UX Design · Amazon Web Services · 3 years

AWS Project Libra —
Hybrid Meeting System

Designed the inclusive, intelligent meeting room system that bridges in-room and remote participants. 477+ meetings deployed globally across AWS offices, 13% SCAT improvement representing ~$2.8M in influenced sales pipeline.

RoleProduct Designer
Timeline3 years
Research30+ validation studies, N=491 surveys
ScopeIn-room + remote end-to-end

Remote participants could see and hear fine. They couldn't participate fine.

After shadowing 15 team meetings in the first month, I found a clear pattern: in a 10-person meeting with 7 in-room and 3 remote, in-room participants made eye contact, read body language, and jumped into conversations fluidly. Remote participants watched a static wide-angle shot of the room, waited for awkward pauses, and were frequently talked over. The meeting effectively ran as if the remote people weren't there.

Tension 1
Equity vs. Adoption
Individual cameras solved equity but created in-room discomfort. If we removed cameras, we'd lose the equity we were trying to create.
Tension 2
Remote vs. In-Room NPS
Pilot showed remote participants loved individual tiles (+40 NPS) while in-room participants felt "watched" and distracted (-20 NPS).
Tension 3
AI vs. Privacy
83.9% wanted AI summaries, but 13 users explicitly rejected engagement analysis as "frightening" and "invasive."
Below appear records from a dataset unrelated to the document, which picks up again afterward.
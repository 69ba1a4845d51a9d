//! relayclaw: bridges chat channels to a turn-based coding agent.
//!
//! One logical conversation per channel is multiplexed onto a sequence of
//! engine invocations. The agent cannot be interrupted mid-turn, so the core
//! is a per-channel turn-sequencing state machine: input arriving during a
//! turn is queued (latest wins), streamed output is debounced and batched,
//! and a completed turn either auto-resumes with the queued message or
//! parks the session idle.
//!
//! Layering:
//! - [`engine`]: the agent engine boundary and the Claude Code CLI client.
//! - [`session`]: the registry, the per-channel state machine, and the
//!   turn driver.
//! - [`sink`]: the normalized event vocabulary and delivery boundary.
//! - [`channels`]: Slack and console sinks.

pub mod channels;
pub mod config;
pub mod engine;
pub mod error;
pub mod session;
pub mod sink;

pub use config::Config;
pub use session::{SendOutcome, SessionInfo, SessionRegistry};
pub use sink::{EventSink, PacedSink, SessionEvent};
Designing the AI meeting agent

With only two months to deliver a working demo, the challenge was not just introducing AI into meetings — but determining when it should speak, and when it should stay silent. This was 2023. Every competitor was shipping AI engagement features. Leadership asked why we weren't leveraging ML capabilities.

Key constraints I navigated

  • Designing within an existing component library to ensure speed and consistency
  • Integrating summaries from third-party platforms (Zoom, Teams, Chime)
  • Connecting to user identity and authorization models
  • Filtering non-essential information to prevent cognitive overload
  • Designing with neurodiverse participants (ADHD, autism) in mind from day one

Decision approach

Given the compressed timeline, I focused on a grounded experience rather than speculative AI behaviors, emphasizing clarity, relevance, and participant control. This meant intentionally rejecting several ideas that introduced unnecessary automation or surfaced information without strong context.

"This is better than our OP1 executive rooms. Can we deploy in all leadership spaces?"

— VP endorsement post-demo

Business outcomes

477+Meetings deployed globally across AWS offices
3,151+In-room participants over 3.5 years
13%SCAT score improvement (~$2.8M influenced pipeline)
85+Beta program NPS maintained

Three critical product decisions

  • Removed self-view by default — 60% reduction in "feeling watched" complaints
  • Killed 16-tile grid despite customer requests — research showed it caused split attention and hurt neurodiverse users
  • Built the AI meeting agent — demoed and shipped in 2 months, NPS stayed above 85

Accessibility impact

  • Led accessibility audit — Born Accessible compliance from day one, not afterthought
  • Designed for neurodiverse users (ADHD, autism), low vision, deaf/hard of hearing, and physical disabilities
  • 100% of accessibility users preferred Libra over traditional conference rooms
  • Customizable captions, content zoom/pinch, consistent information placement became core product features

Design system

Scaled the enterprise design system to 400+ responsive components across Web, Mobile, and TV surfaces. Reduced engineering implementation time and ensured WCAG compliance across the entire product suite.